## EXERCISE DIRECTIONS
In exact form, please repeat the records from their opening line down to the line with "유리수, X? 는 참거짓", including that line.

* * *

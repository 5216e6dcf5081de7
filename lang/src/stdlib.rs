//! 내장 함수 목록. 분배기는 이 표만 보고 이름을 푼다.

use qcalc_numeric::Transcendental;
use qcalc_numeric::Transcendental as T;

use Form::{Bool, Numeric};

/// 내장 함수 종류
#[derive(Debug, Clone, Copy, PartialEq, Eq)]
pub enum Category {
    /// 첫 인자를 받는 쪽으로 맞춘 뒤 그 메서드로 넘긴다
    Instance,
    /// 가변 인자를 직접 다룬다
    Module,
}

/// 받는 쪽 정의역
#[derive(Debug, Clone, Copy, PartialEq, Eq)]
pub enum Receiver {
    /// Integer, Rational, Complex
    Any,
    /// 유리수로 바꿀 수 있어야 한다
    Real,
    /// 모듈 함수
    Args,
}

impl Receiver {
    pub fn name(self) -> &'static str {
        match self {
            Receiver::Any => "any",
            Receiver::Real => "real",
            Receiver::Args => "args",
        }
    }
}

#[derive(Debug, Clone, Copy, PartialEq, Eq)]
pub enum Predicate {
    Real,
    Imag,
    Int,
    Even,
    Odd,
    Zero,
    Prime,
    Mult,
    Rel,
    Sq,
    Meq,
    Mne,
    Bit,
}

/// isX 는 0/1 유리수, X? 는 참거짓
#[derive(Debug, Clone, Copy, PartialEq, Eq)]
pub enum Form {
    Numeric,
    Bool,
}

#[derive(Debug, Clone, Copy, PartialEq, Eq)]
pub enum Builtin {
    Abs,
    Conj,
    Re,
    Im,
    Int,
    Frac,
    Inverse,
    Neg,
    Arg,
    Norm,
    Cmp,
    Estr,
    ToS,
    Appr,
    Round,
    Bround,
    Mod,
    Quo,
    Ceil,
    Floor,
    Mmin,
    Power,
    Sqrt,
    Root,
    Comb,
    Perm,
    Ilog,
    Ilog2,
    Ilog10,
    Trans(Transcendental),
    Is(Predicate, Form),
    Atan2,
    Hypot,
    Ltol,
    Num,
    Den,
    Highbit,
    Lowbit,
    Digit,
    Digits,
    Xor,
    Char,
    Fact,
    Fib,
    Bernoulli,
    Euler,
    Catalan,
    Gcd,
    Lcm,
    Gcdrem,
    Lcmfact,
    Factor,
    Lfactor,
    Fcnt,
    Frem,
    Iroot,
    Isqrt,
    Jacobi,
    Minv,
    Quomod,
    Cfappr,
    Cfsim,
    Avg,
    Hmean,
    Ssq,
    Sum,
    Max,
    Min,
    Poly,
    Pi,
    Polar,
    Hnrmod,
    Config,
}

/// 표 한 줄. 인스턴스 함수의 인자 수는 받는 쪽을 뺀 수.
#[derive(Debug, Clone, Copy)]
pub struct BuiltinSig {
    pub name: &'static str,
    pub category: Category,
    pub receiver: Receiver,
    pub min_args: usize,
    pub max_args: Option<usize>,
    pub op: Builtin,
}

impl BuiltinSig {
    pub fn accepts(&self, count: usize) -> bool {
        count >= self.min_args && self.max_args.map_or(true, |max| count <= max)
    }

    /// "0..1", "2", "1.." 꼴
    pub fn arity_text(&self) -> String {
        match self.max_args {
            Some(max) if max == self.min_args => max.to_string(),
            Some(max) => format!("{}..{}", self.min_args, max),
            None => format!("{}..", self.min_args),
        }
    }
}

const fn any(name: &'static str, min: usize, max: usize, op: Builtin) -> BuiltinSig {
    BuiltinSig {
        name,
        category: Category::Instance,
        receiver: Receiver::Any,
        min_args: min,
        max_args: Some(max),
        op,
    }
}

const fn real(name: &'static str, min: usize, max: Option<usize>, op: Builtin) -> BuiltinSig {
    BuiltinSig {
        name,
        category: Category::Instance,
        receiver: Receiver::Real,
        min_args: min,
        max_args: max,
        op,
    }
}

const fn module(name: &'static str, min: usize, max: Option<usize>, op: Builtin) -> BuiltinSig {
    BuiltinSig {
        name,
        category: Category::Module,
        receiver: Receiver::Args,
        min_args: min,
        max_args: max,
        op,
    }
}

const fn trans(name: &'static str, f: Transcendental) -> BuiltinSig {
    any(name, 0, 1, Builtin::Trans(f))
}

const fn pred(name: &'static str, args: usize, p: Predicate, form: Form) -> BuiltinSig {
    let receiver = match p {
        Predicate::Real
        | Predicate::Imag
        | Predicate::Int
        | Predicate::Even
        | Predicate::Odd
        | Predicate::Zero => Receiver::Any,
        _ => Receiver::Real,
    };
    BuiltinSig {
        name,
        category: Category::Instance,
        receiver,
        min_args: args,
        max_args: Some(args),
        op: Builtin::Is(p, form),
    }
}

pub static CATALOGUE: &[BuiltinSig] = &[
    any("abs", 0, 1, Builtin::Abs),
    any("conj", 0, 0, Builtin::Conj),
    any("re", 0, 0, Builtin::Re),
    any("im", 0, 0, Builtin::Im),
    any("int", 0, 0, Builtin::Int),
    any("frac", 0, 0, Builtin::Frac),
    any("inverse", 0, 0, Builtin::Inverse),
    any("neg", 0, 0, Builtin::Neg),
    any("arg", 0, 1, Builtin::Arg),
    any("norm", 0, 0, Builtin::Norm),
    any("cmp", 1, 1, Builtin::Cmp),
    any("estr", 0, 0, Builtin::Estr),
    any("to_s", 0, 1, Builtin::ToS),
    pred("isreal", 0, Predicate::Real, Numeric),
    pred("real?", 0, Predicate::Real, Bool),
    pred("isimag", 0, Predicate::Imag, Numeric),
    pred("imag?", 0, Predicate::Imag, Bool),
    pred("isint", 0, Predicate::Int, Numeric),
    pred("int?", 0, Predicate::Int, Bool),
    pred("iseven", 0, Predicate::Even, Numeric),
    pred("even?", 0, Predicate::Even, Bool),
    pred("isodd", 0, Predicate::Odd, Numeric),
    pred("odd?", 0, Predicate::Odd, Bool),
    pred("zero?", 0, Predicate::Zero, Bool),
    any("appr", 0, 2, Builtin::Appr),
    any("round", 0, 2, Builtin::Round),
    any("bround", 0, 2, Builtin::Bround),
    any("mod", 1, 2, Builtin::Mod),
    any("quo", 1, 2, Builtin::Quo),
    any("ceil", 0, 0, Builtin::Ceil),
    any("floor", 0, 0, Builtin::Floor),
    any("mmin", 1, 1, Builtin::Mmin),
    any("power", 1, 2, Builtin::Power),
    any("sqrt", 0, 2, Builtin::Sqrt),
    any("root", 1, 2, Builtin::Root),
    any("comb", 1, 1, Builtin::Comb),
    any("perm", 1, 1, Builtin::Perm),
    trans("exp", T::Exp),
    trans("ln", T::Ln),
    trans("log", T::Log),
    trans("sin", T::Sin),
    trans("cos", T::Cos),
    trans("tan", T::Tan),
    trans("cot", T::Cot),
    trans("sec", T::Sec),
    trans("csc", T::Csc),
    trans("sinh", T::Sinh),
    trans("cosh", T::Cosh),
    trans("tanh", T::Tanh),
    trans("coth", T::Coth),
    trans("sech", T::Sech),
    trans("csch", T::Csch),
    trans("asin", T::Asin),
    trans("acos", T::Acos),
    trans("atan", T::Atan),
    trans("acot", T::Acot),
    trans("asec", T::Asec),
    trans("acsc", T::Acsc),
    trans("asinh", T::Asinh),
    trans("acosh", T::Acosh),
    trans("atanh", T::Atanh),
    trans("acoth", T::Acoth),
    trans("asech", T::Asech),
    trans("acsch", T::Acsch),
    trans("gd", T::Gd),
    trans("agd", T::Agd),
    any("ilog", 1, 1, Builtin::Ilog),
    any("ilog2", 0, 0, Builtin::Ilog2),
    any("ilog10", 0, 0, Builtin::Ilog10),
    real("atan2", 1, Some(2), Builtin::Atan2),
    real("hypot", 1, Some(2), Builtin::Hypot),
    real("ltol", 0, Some(1), Builtin::Ltol),
    real("num", 0, Some(0), Builtin::Num),
    real("den", 0, Some(0), Builtin::Den),
    pred("bit", 1, Predicate::Bit, Numeric),
    pred("bit?", 1, Predicate::Bit, Bool),
    real("highbit", 0, Some(0), Builtin::Highbit),
    real("lowbit", 0, Some(0), Builtin::Lowbit),
    real("digit", 1, Some(2), Builtin::Digit),
    real("digits", 0, Some(1), Builtin::Digits),
    real("xor", 0, None, Builtin::Xor),
    real("char", 0, Some(0), Builtin::Char),
    real("fact", 0, Some(0), Builtin::Fact),
    real("fib", 0, Some(0), Builtin::Fib),
    real("bernoulli", 0, Some(0), Builtin::Bernoulli),
    real("euler", 0, Some(0), Builtin::Euler),
    real("catalan", 0, Some(0), Builtin::Catalan),
    real("gcd", 0, None, Builtin::Gcd),
    real("lcm", 0, None, Builtin::Lcm),
    real("gcdrem", 1, Some(1), Builtin::Gcdrem),
    real("lcmfact", 0, Some(0), Builtin::Lcmfact),
    real("factor", 0, Some(1), Builtin::Factor),
    real("lfactor", 1, Some(1), Builtin::Lfactor),
    real("fcnt", 1, Some(1), Builtin::Fcnt),
    real("frem", 1, Some(1), Builtin::Frem),
    real("iroot", 1, Some(1), Builtin::Iroot),
    real("isqrt", 0, Some(0), Builtin::Isqrt),
    real("jacobi", 1, Some(1), Builtin::Jacobi),
    real("minv", 1, Some(1), Builtin::Minv),
    real("quomod", 1, Some(2), Builtin::Quomod),
    pred("isprime", 0, Predicate::Prime, Numeric),
    pred("prime?", 0, Predicate::Prime, Bool),
    pred("ismult", 1, Predicate::Mult, Numeric),
    pred("mult?", 1, Predicate::Mult, Bool),
    pred("isrel", 1, Predicate::Rel, Numeric),
    pred("rel?", 1, Predicate::Rel, Bool),
    pred("issq", 0, Predicate::Sq, Numeric),
    pred("sq?", 0, Predicate::Sq, Bool),
    pred("meq", 2, Predicate::Meq, Numeric),
    pred("meq?", 2, Predicate::Meq, Bool),
    pred("mne", 2, Predicate::Mne, Numeric),
    pred("mne?", 2, Predicate::Mne, Bool),
    real("cfappr", 0, Some(2), Builtin::Cfappr),
    real("cfsim", 0, Some(1), Builtin::Cfsim),
    module("avg", 0, None, Builtin::Avg),
    module("hmean", 0, None, Builtin::Hmean),
    module("ssq", 0, None, Builtin::Ssq),
    module("sum", 0, None, Builtin::Sum),
    module("max", 0, None, Builtin::Max),
    module("min", 0, None, Builtin::Min),
    module("poly", 1, None, Builtin::Poly),
    module("pi", 0, Some(1), Builtin::Pi),
    module("polar", 2, Some(3), Builtin::Polar),
    module("hnrmod", 4, Some(4), Builtin::Hnrmod),
    module("config", 1, Some(2), Builtin::Config),
];

/// 다른 이름 → 표 이름
pub fn canonicalize_alias(name: &str) -> &str {
    match name {
        "magnitude" => "abs",
        "divmod" => "quomod",
        "numerator" => "num",
        "denominator" => "den",
        "real" => "re",
        "imag" => "im",
        "integer?" => "int?",
        _ => name,
    }
}

pub fn lookup(name: &str) -> Option<&'static BuiltinSig> {
    let name = canonicalize_alias(name);
    CATALOGUE.iter().find(|sig| sig.name == name)
}

#[cfg(test)]
mod tests {
    use super::*;
    use std::collections::BTreeSet;

    #[test]
    fn names_are_unique() {
        let names: BTreeSet<_> = CATALOGUE.iter().map(|sig| sig.name).collect();
        assert_eq!(names.len(), CATALOGUE.len());
    }

    #[test]
    fn every_transcendental_is_listed() {
        for f in Transcendental::ALL {
            let sig = lookup(f.name()).expect("listed");
            assert_eq!(sig.op, Builtin::Trans(f));
            assert_eq!(sig.receiver, Receiver::Any);
        }
    }

    #[test]
    fn aliases_resolve() {
        assert_eq!(lookup("magnitude").expect("abs").op, Builtin::Abs);
        assert_eq!(lookup("divmod").expect("quomod").op, Builtin::Quomod);
        assert_eq!(lookup("numerator").expect("num").op, Builtin::Num);
        assert_eq!(
            lookup("integer?").expect("int?").op,
            Builtin::Is(Predicate::Int, Form::Bool)
        );
        assert!(lookup("frobnicate").is_none());
    }

    #[test]
    fn arity_ranges() {
        let poly = lookup("poly").expect("poly");
        assert!(!poly.accepts(0));
        assert!(poly.accepts(7));
        assert_eq!(poly.arity_text(), "1..");
        let hnrmod = lookup("hnrmod").expect("hnrmod");
        assert_eq!(hnrmod.arity_text(), "4");
        assert_eq!(lookup("mod").expect("mod").arity_text(), "1..2");
        assert_eq!(lookup("prime?").expect("prime?").receiver, Receiver::Real);
        assert_eq!(lookup("zero?").expect("zero?").receiver, Receiver::Any);
    }
}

* * *

## SOLUTION TO THIS PROBLEM
repository 5216e6dcf5081de7
filename lang/src/stdlib.rs
//! 내장 함수 목록. 분배기는 이 표만 보고 이름을 푼다.

use qcalc_numeric::Transcendental;
use qcalc_numeric::Transcendental as T;

use Form::{Bool, Numeric};

/// 내장 함수 종류
#[derive(Debug, Clone, Copy, PartialEq, Eq)]
pub enum Category {
    /// 첫 인자를 받는 쪽으로 맞춘 뒤 그 메서드로 넘긴다
    Instance,
    /// 가변 인자를 직접 다룬다
    Module,
}

/// 받는 쪽 정의역
#[derive(Debug, Clone, Copy, PartialEq, Eq)]
pub enum Receiver {
    /// Integer, Rational, Complex
    Any,
    /// 유리수로 바꿀 수 있어야 한다
    Real,
    /// 모듈 함수
    Args,
}

impl Receiver {
    pub fn name(self) -> &'static str {
        match self {
            Receiver::Any => "any",
            Receiver::Real => "real",
            Receiver::Args => "args",
        }
    }
}

#[derive(Debug, Clone, Copy, PartialEq, Eq)]
pub enum Predicate {
    Real,
    Imag,
    Int,
    Even,
    Odd,
    Zero,
    Prime,
    Mult,
    Rel,
    Sq,
    Meq,
    Mne,
    Bit,
}

/// isX 는 0/1 유리수, X? 는 참거짓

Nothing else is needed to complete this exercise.